浪風雅還能夠穩坐火行齋,可有些在禁陣中的人,卻被外頭一波又一波的邪祟嚇住了。那詭異的邪祟在瞳孔中無限放大,莫大的恐懼滋生,心魔便纏了上來。在邪祟的衝擊流稍微小些的時候,便有人瘋了一般,不顧一切地朝著外頭飛掠,想要趁著此時離開岌岌可危的火行齋,找到一個避開邪潮的安全之地。
浪風雅知情後,也只是一聲嘆息。
她能放人進來,卻攔不住一心要走的人。
“浪師姐,這大陣真的能支撐住嗎?”與浪風雅親近的同道,同樣提心吊膽,生怕邪祟沖垮山門,到時候她們會一併死在邪潮裡。
浪風雅眸光深沉:“至少有個屏障,至少能有一線生機。”
道人勉強地笑了一聲,強迫自己往好處想。她又說道:“要是撐住了……”話說了一半,就戛然而止。邪潮結束後,天道盟的道人會出來巡查,收斂散落在外地的屍骸。如果天道盟知道有火行齋這麼個地方,他們會放過嗎?
“如果連邪潮都能抵擋住,那我不許天道盟一眾入內,他們又有什麼辦法呢?”浪風雅微微一笑。

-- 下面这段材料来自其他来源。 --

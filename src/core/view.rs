//! 视图系统：事件结果与选择焦点定义

/// 输入事件处理结果
#[derive(Debug, Clone, Copy, PartialEq, Eq)]
pub enum EventResult {
    Consumed,
    Ignored,
}

impl EventResult {
    pub fn is_consumed(&self) -> bool {
        matches!(self, EventResult::Consumed)
    }

    pub fn is_ignored(&self) -> bool {
        matches!(self, EventResult::Ignored)
    }
}

/// 哪个视图当前拥有"活动文档"语义
#[derive(Debug, Clone, Copy, PartialEq, Eq, Hash)]
pub enum FocusView {
    WorkingSet,
    Editor,
}

impl Default for FocusView {
    fn default() -> Self {
        FocusView::Editor
    }
}
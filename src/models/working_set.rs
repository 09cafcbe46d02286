//! 工作集模型：打开的文件、脏标记、当前文档
//!
//! 视图通过 `subscribe` 拿到事件接收端；订阅端被丢弃后，
//! 下一次广播会把失效的发送端清理掉（即视图的退订）。

use rustc_hash::FxHashSet;
use std::path::{Path, PathBuf};
use std::sync::mpsc::{self, Receiver, Sender};

use crate::core::FocusView;
use crate::models::FileRef;

#[derive(Debug, Clone)]
pub enum ModelEvent {
    Added {
        file: FileRef,
        is_dirty: bool,
    },
    Removed {
        file: FileRef,
    },
    DirtyChanged {
        file: FileRef,
        is_dirty: bool,
    },
    Saved {
        file: FileRef,
    },
    SelectionFocusChanged {
        current: Option<FileRef>,
        focus: FocusView,
    },
}

pub struct WorkingSetModel {
    files: Vec<FileRef>,
    dirty: FxHashSet<PathBuf>,
    current: Option<FileRef>,
    focus: FocusView,
    subscribers: Vec<Sender<ModelEvent>>,
}

impl WorkingSetModel {
    pub fn new() -> Self {
        Self {
            files: Vec::new(),
            dirty: FxHashSet::default(),
            current: None,
            focus: FocusView::default(),
            subscribers: Vec::new(),
        }
    }

    pub fn subscribe(&mut self) -> Receiver<ModelEvent> {
        let (tx, rx) = mpsc::channel();
        self.subscribers.push(tx);
        rx
    }

    fn emit(&mut self, event: ModelEvent) {
        self.subscribers
            .retain(|tx| tx.send(event.clone()).is_ok());
    }

    // ==================== 查询 ====================

    pub fn working_set(&self) -> &[FileRef] {
        &self.files
    }

    pub fn current_document(&self) -> Option<&FileRef> {
        self.current.as_ref()
    }

    pub fn open_document_for_path(&self, path: &Path) -> Option<&FileRef> {
        self.files.iter().find(|f| f.full_path() == path)
    }

    pub fn is_dirty(&self, path: &Path) -> bool {
        self.dirty.contains(path)
    }

    pub fn file_selection_focus(&self) -> FocusView {
        self.focus
    }

    // ==================== 变更（宿主侧） ====================

    /// 追加一个文件；按路径去重
    pub fn add(&mut self, file: FileRef) -> bool {
        if self.open_document_for_path(file.full_path()).is_some() {
            return false;
        }
        let is_dirty = self.is_dirty(file.full_path());
        self.files.push(file.clone());
        self.emit(ModelEvent::Added { file, is_dirty });
        true
    }

    pub fn remove(&mut self, path: &Path) -> Option<FileRef> {
        let idx = self.files.iter().position(|f| f.full_path() == path)?;
        let file = self.files.remove(idx);
        self.dirty.remove(path);
        self.emit(ModelEvent::Removed { file: file.clone() });
        Some(file)
    }

    pub fn set_dirty(&mut self, path: &Path, is_dirty: bool) -> bool {
        let Some(file) = self.open_document_for_path(path).cloned() else {
            return false;
        };
        let changed = if is_dirty {
            self.dirty.insert(path.to_path_buf())
        } else {
            self.dirty.remove(path)
        };
        if changed {
            self.emit(ModelEvent::DirtyChanged { file, is_dirty });
        }
        changed
    }

    /// 文档已写盘：清脏标记并广播保存事件
    pub fn notify_saved(&mut self, path: &Path) {
        let Some(file) = self.open_document_for_path(path).cloned() else {
            return;
        };
        self.set_dirty(path, false);
        self.emit(ModelEvent::Saved { file });
    }

    /// 切换当前文档与选择焦点；`path` 为 None 表示焦点移出了文件列表
    pub fn set_current(&mut self, path: Option<&Path>, focus: FocusView) {
        self.current = path.map(|p| {
            self.open_document_for_path(p)
                .cloned()
                .unwrap_or_else(|| FileRef::new(p))
        });
        self.focus = focus;
        let current = self.current.clone();
        self.emit(ModelEvent::SelectionFocusChanged { current, focus });
    }
}

impl Default for WorkingSetModel {
    fn default() -> Self {
        Self::new()
    }
}

#[cfg(test)]
#[path = "../../tests/unit/models/working_set.rs"]
mod tests;
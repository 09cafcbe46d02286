pub mod theme;

pub use theme::UiTheme;
//! 鼠标路由：命中测试结果 → 选中/关闭/展开/打开关联文件

use crossterm::event::{MouseButton, MouseEvent};
use std::time::Instant;

use super::{HitTarget, ItemId, OpenKind, ViewNotification, WorkingSetView};
use crate::core::{Command, EventResult, InputEvent, MouseAction};

impl WorkingSetView {
    pub fn handle_input(&mut self, event: &InputEvent, now: Instant) -> EventResult {
        match event {
            InputEvent::Mouse(mouse) => self.handle_mouse(mouse, now),
            _ => EventResult::Ignored,
        }
    }

    pub fn handle_mouse(&mut self, event: &MouseEvent, now: Instant) -> EventResult {
        let Some(action) = MouseAction::from_kind(event.kind) else {
            return EventResult::Ignored;
        };

        if !self.contains(event.column, event.row) {
            // 指针离开列表：撤掉悬停态的可关闭标记
            if self.update_hover(None) {
                return EventResult::Consumed;
            }
            return EventResult::Ignored;
        }

        match action {
            MouseAction::Moved => {
                let target = self.hit_test(event).map(|t| t.item());
                self.update_hover(target);
                EventResult::Consumed
            }
            MouseAction::Down(MouseButton::Left) => match self.hit_test(event) {
                Some(target) => self.on_click(target, now),
                None => EventResult::Consumed,
            },
            MouseAction::ScrollUp => self.scroll_by(-1),
            MouseAction::ScrollDown => self.scroll_by(1),
            _ => EventResult::Ignored,
        }
    }

    fn on_click(&mut self, target: HitTarget, now: Instant) -> EventResult {
        match target {
            HitTarget::StatusIcon(id) => {
                // 完整的应用层关闭动作，可能触发未保存确认
                if let Some(item) = self.items.get(id) {
                    self.commands.send(Command::CloseFile {
                        path: item.file.full_path().to_path_buf(),
                    });
                }
                EventResult::Consumed
            }
            HitTarget::ItemBody(id) => {
                self.select_item(id, now);
                EventResult::Consumed
            }
            HitTarget::RelatedToggle(id) => {
                let expanded = self.items.get(id).map(|i| i.expanded).unwrap_or(false);
                self.toggle_panel(id, !expanded);
                self.refresh_decor();
                EventResult::Consumed
            }
            HitTarget::RelatedLink(id, idx) => {
                let link_path = self
                    .items
                    .get(id)
                    .and_then(|item| item.panel.get(idx))
                    .map(|link| link.file.full_path().to_path_buf());
                let Some(path) = link_path else {
                    return EventResult::Consumed;
                };
                // 先收面板、去掉可关闭标记，打开动作让出一轮再发
                self.toggle_panel(id, false);
                let dirty = self.items.get(id).map(|i| i.is_dirty()).unwrap_or(false);
                self.items.set_status(id, dirty, false);
                self.defer_open(path, OpenKind::Related, now);
                self.refresh_decor();
                EventResult::Consumed
            }
        }
    }

    /// 点击条目：立即给选中反馈，打开命令推迟到下一轮 tick
    fn select_item(&mut self, id: ItemId, now: Instant) {
        let Some(path) = self
            .items
            .get(id)
            .map(|item| item.file.full_path().to_path_buf())
        else {
            return;
        };

        let others: Vec<ItemId> = self.items.ids().filter(|other| *other != id).collect();
        for other in others {
            let expanded_deselect = {
                let Some(item) = self.items.get_mut(other) else {
                    continue;
                };
                let was = item.selected;
                item.selected = false;
                was && item.expanded
            };
            if expanded_deselect {
                self.defer_deselect_collapse(other, now);
            }
        }
        if let Some(item) = self.items.get_mut(id) {
            item.selected = true;
        }
        self.kick_lookup(id);
        self.defer_open(path, OpenKind::Item, now);
        self.notify(ViewNotification::SelectionChanged);
    }

    fn update_hover(&mut self, target: Option<ItemId>) -> bool {
        if target == self.hovered {
            return false;
        }

        if let Some(old) = self.hovered.take() {
            let dirty = self.items.get(old).map(|i| i.is_dirty()).unwrap_or(false);
            self.items.set_status(old, dirty, false);
        }
        if let Some(id) = target {
            let dirty = self.items.get(id).map(|i| i.is_dirty()).unwrap_or(false);
            self.items.set_status(id, dirty, true);
            self.kick_lookup(id);
        }
        self.hovered = target;
        true
    }

    fn scroll_by(&mut self, delta: isize) -> EventResult {
        let max = self
            .visual_rows
            .len()
            .saturating_sub(self.last_height.max(1));
        let next = self
            .scroll_offset
            .saturating_add_signed(delta)
            .min(max);
        if next == self.scroll_offset {
            return EventResult::Ignored;
        }
        self.scroll_offset = next;
        self.shadow
            .recompute(self.scroll_offset, self.last_height, self.visual_rows.len());
        EventResult::Consumed
    }
}
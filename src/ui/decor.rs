//! 列表装饰：滚动阴影 + 侧边栏样式

use ratatui::style::Style;

use crate::app::UiTheme;

/// 列表上下边缘的滚动暗示；内容变化或选中变化后重算
#[derive(Debug, Clone, Copy, Default, PartialEq, Eq)]
pub struct ScrollerShadow {
    pub top: bool,
    pub bottom: bool,
}

impl ScrollerShadow {
    pub fn recompute(&mut self, scroll_offset: usize, visible: usize, total: usize) {
        self.top = scroll_offset > 0;
        self.bottom = scroll_offset + visible < total;
    }
}

pub fn sidebar_list_style(theme: &UiTheme) -> Style {
    Style::default().bg(theme.sidebar_bg).fg(theme.sidebar_fg)
}
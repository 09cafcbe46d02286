//! 文件引用：完整路径 + 显示名

use compact_str::CompactString;
use std::path::{Component, Path, PathBuf};

#[derive(Debug, Clone, PartialEq, Eq, Hash)]
pub struct FileRef {
    full_path: PathBuf,
    name: CompactString,
}

impl FileRef {
    pub fn new(full_path: impl Into<PathBuf>) -> Self {
        let full_path = full_path.into();
        let name = full_path
            .file_name()
            .map(|n| CompactString::from(n.to_string_lossy().as_ref()))
            .unwrap_or_else(|| CompactString::from(full_path.to_string_lossy().as_ref()));
        Self { full_path, name }
    }

    pub fn full_path(&self) -> &Path {
        &self.full_path
    }

    pub fn name(&self) -> &str {
        &self.name
    }
}

/// 相对项目根目录的展示路径；根目录之外的文件退回完整路径
pub fn project_relative(root: &Path, path: &Path) -> String {
    match path.strip_prefix(root) {
        Ok(rel) => rel.to_string_lossy().into_owned(),
        Err(_) => path.to_string_lossy().into_owned(),
    }
}

/// 从 `from` 所在目录指向 `to` 的相对引用（"../lib/util.rs" 之类）
pub fn relative_reference(from: &Path, to: &Path) -> String {
    let from_dir: Vec<Component> = match from.parent() {
        Some(dir) => dir.components().collect(),
        None => Vec::new(),
    };
    let to_comps: Vec<Component> = to.components().collect();

    let common = from_dir
        .iter()
        .zip(to_comps.iter())
        .take_while(|(a, b)| a == b)
        .count();

    let mut out = PathBuf::new();
    for _ in common..from_dir.len() {
        out.push("..");
    }
    for comp in &to_comps[common..] {
        out.push(comp.as_os_str());
    }

    if out.as_os_str().is_empty() {
        return to.to_string_lossy().into_owned();
    }
    out.to_string_lossy().into_owned()
}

道人思考一陣,認真說:“在天功冊兌換的時候拖我們一拖,天道盟的丹藥、法器也都不賣我們。”話音一落,她自己便笑了聲。在荒域中,只要願意出足夠的功數,也能和同道交換,未必得去無生陸中。
邪祟如那被颶風掀動的海潮,一路上橫衝直撞,但凡有血肉和生機凝聚之處,邪祟更為密集浩蕩。來不及回到安全地帶的道人,管你是金丹還是元嬰,都被湧動的邪祟撕扯得粉碎。要麼就是放任自身被穢氣侵蝕,變作了邪祟中的一員。
火行齋不住地遭到邪祟衝擊,但要說邪潮最為酷烈的,還是無生陸。對邪祟來說,那是無數生機和血肉堆積的地方,宛如一輪璀璨的大日,根本忽視不得。不管從哪個方向湧出的邪祟,最終都只有一個目的地,那就是無生陸。
無生陸,天道盟駐地。
此處禁陣是昔日洞天道人出手煉成的,但它遭受了最為勐烈的邪潮衝擊,一次又一次,不停得被磨損。而一旦有缺漏,修道人便會及時出手彌補。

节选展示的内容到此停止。